Instructions to follow: From the first line to the last, reproduce the records exactly.

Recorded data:
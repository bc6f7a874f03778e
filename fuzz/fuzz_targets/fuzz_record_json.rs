#![no_main]

use libfuzzer_sys::fuzz_target;

fuzz_target!(|data: &[u8]| {
    // Stored records either load with consistent totals or fail cleanly.
    if let Ok(json) = std::str::from_utf8(data) {
        if let Ok(record) = faktor::core::InvoiceRecord::from_json(json) {
            assert!(record.verify().is_ok());
        }
    }
});
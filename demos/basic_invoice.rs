use faktor::core::*;
use rust_decimal_macros::dec;

fn main() -> Result<(), FaktorError> {
    // Owner settings: standard 9% tax, the owner's card preset on every draft
    let defaults = InvoiceDefaults::default().with_payment_info(
        PaymentInfoBuilder::new("6037-9912-3456-7893", "Ali Rezaei")
            .bank("Melli", Some("/banks/melli.svg".into()))
            .iban("IR06 2960 0000 0010 0324 2000 01")
            .build(),
    );

    let mut numbers = InvoiceNumberSequence::new("INV-", 1403).resume_after(["INV-1403-041"]);
    let mut invoice = defaults.draft_dated(numbers.issue()?, "1403/07/22");

    invoice.customer = CustomerBuilder::new("Sara Ahmadi")
        .company("Ahmadi Design Studio")
        .phone("0912 345 6789")
        .build();
    invoice.discount = Some(dec!(10));

    let mut ids = ServiceIdSource::new();
    invoice.add_service(&mut ids, "Website design", dec!(1), dec!(4500000))?;
    invoice.add_service(&mut ids, "Hosting (12 months)", dec!(12), dec!(150000))?;

    let report = invoice.validate();
    if !report.is_valid() {
        for e in &report.errors {
            println!("  {e}");
        }
        return Ok(());
    }

    let totals = invoice.totals()?;
    println!("Invoice:  {}", invoice.number);
    println!("Date:     {}", invoice.date);
    println!("Customer: {}", invoice.customer.name);
    println!("---");
    for s in &invoice.services {
        println!(
            "  {} x {} @ {} = {}",
            s.quantity,
            s.description,
            s.price,
            s.line_total().unwrap_or_default()
        );
    }
    println!("---");
    println!("Subtotal: {} Toman", totals.subtotal);
    println!("Discount: {} Toman", totals.discount_amount);
    println!("Tax:      {} Toman", totals.tax_amount);
    println!("Total:    {} Toman", totals.total);
    println!(
        "Pay to:   {} ({})",
        invoice.payment_info.card_number, invoice.payment_info.bank_name
    );
    Ok(())
}
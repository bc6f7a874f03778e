/// Shape check for an email address: a local part, `@`, and a domain with
/// at least one dot that is neither its first nor last character. Neither part may
/// contain whitespace or a second `@`.
pub fn is_valid_email(email: &str) -> bool {
    let Some((local, domain)) = email.split_once('@') else {
        return false;
    };
    let clean = |s: &str| !s.is_empty() && !s.chars().any(|c| c.is_whitespace() || c == '@');
    if !clean(local) || !clean(domain) {
        return false;
    }
    domain
        .char_indices()
        .any(|(i, c)| c == '.' && i > 0 && i < domain.len() - 1)
}
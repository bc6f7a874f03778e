#![no_main]

use libfuzzer_sys::fuzz_target;

fuzz_target!(|data: &[u8]| {
    if let Ok(s) = std::str::from_utf8(data) {
        let _ = faktor::identifiers::is_valid_iranian_card(s);
        let _ = faktor::identifiers::mask_card_number(s);
        let _ = faktor::identifiers::iban_bank_code(s);
        let _ = faktor::identifiers::is_valid_iranian_phone(s);
        let _ = faktor::identifiers::is_valid_email(s);

        // A valid IBAN must survive formatting.
        if faktor::identifiers::is_valid_iranian_iban(s) {
            let formatted = faktor::identifiers::format_iban(s);
            assert!(faktor::identifiers::is_valid_iranian_iban(&formatted));
        }
        let _ = faktor::banks::detect_bank(s);
    }
});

Your response:
repository bc6f7a874f03778e
filename fuzz/fuzz_targets/fuzz_record_json.rs
#![no_main]

use libfuzzer_sys::fuzz_target;

fuzz_target!(|data: &[u8]| {
    // Stored records either load with consistent totals or fail cleanly.
    if let Ok(json) = std::str::from_utf8(data) {
        if let Ok(record) = faktor::core::InvoiceRecord::from_json(json) {
            assert!(record.verify().is_ok());
        }
    }
});
filename demos/basic_invoice.rs
use faktor::core::*;
use rust_decimal_macros::dec;

fn main() -> Result<(), FaktorError> {
    // Owner settings: standard 9% tax, the owner's card preset on every draft
    let defaults = InvoiceDefaults::default().with_payment_info(
        PaymentInfoBuilder::new("6037-9912-3456-7893", "Ali Rezaei")
            .bank("Melli", Some("/banks/melli.svg".into()))
            .iban("IR06 2960 0000 0010 0324 2000 01")
            .build(),
    );

    let mut numbers = InvoiceNumberSequence::new("INV-", 1403).resume_after(["INV-1403-041"]);
    let mut invoice = defaults.draft_dated(numbers.issue()?, "1403/07/22");

    invoice.customer = CustomerBuilder::new("Sara Ahmadi")
        .company("Ahmadi Design Studio")
        .phone("0912 345 6789")
        .build();
    invoice.discount = Some(dec!(10));

    let mut ids = ServiceIdSource::new();
    invoice.add_service(&mut ids, "Website design", dec!(1), dec!(4500000))?;
    invoice.add_service(&mut ids, "Hosting (12 months)", dec!(12), dec!(150000))?;

    let report = invoice.validate();
    if !report.is_valid() {
        for e in &report.errors {
            println!("  {e}");
        }
        return Ok(());
    }

    let totals = invoice.totals()?;
    println!("Invoice:  {}", invoice.number);
    println!("Date:     {}", invoice.date);
    println!("Customer: {}", invoice.customer.name);
    println!("---");
    for s in &invoice.services {
        println!(
            "  {} x {} @ {} = {}",
            s.quantity,
            s.description,
            s.price,
            s.line_total().unwrap_or_default()
        );
    }
    println!("---");
    println!("Subtotal: {} Toman", totals.subtotal);
    println!("Discount: {} Toman", totals.discount_amount);
    println!("Tax:      {} Toman", totals.tax_amount);
    println!("Total:    {} Toman", totals.total);
    println!(
        "Pay to:   {} ({})",
        invoice.payment_info.card_number, invoice.payment_info.bank_name
    );
    Ok(())
}
repository bc6f7a874f03778e
/// Shape check for an email address: a local part, `@`, and a domain with
/// at least one dot that is neither its first nor last character. Neither part may
/// contain whitespace or a second `@`.
pub fn is_valid_email(email: &str) -> bool {
    let Some((local, domain)) = email.split_once('@') else {
        return false;
    };
    let clean = |s: &str| !s.is_empty() && !s.chars().any(|c| c.is_whitespace() || c == '@');
    if !clean(local) || !clean(domain) {
        return false;
    }
    domain
        .char_indices()
        .any(|(i, c)| c == '.' && i > 0 && i < domain.len() - 1)
}
repository bc6f7a874f03778e
#![no_main]

use libfuzzer_sys::fuzz_target;

fuzz_target!(|data: &[u8]| {
    if let Ok(s) = std::str::from_utf8(data) {
        let _ = faktor::identifiers::is_valid_iranian_card(s);
        let _ = faktor::identifiers::mask_card_number(s);
        let _ = faktor::identifiers::iban_bank_code(s);
        let _ = faktor::identifiers::is_valid_iranian_phone(s);
        let _ = faktor::identifiers::is_valid_email(s);

        // A valid IBAN must survive formatting.
        if faktor::identifiers::is_valid_iranian_iban(s) {
            let formatted = faktor::identifiers::format_iban(s);
            assert!(faktor::identifiers::is_valid_iranian_iban(&formatted));
        }
        let _ = faktor::banks::detect_bank(s);
    }
});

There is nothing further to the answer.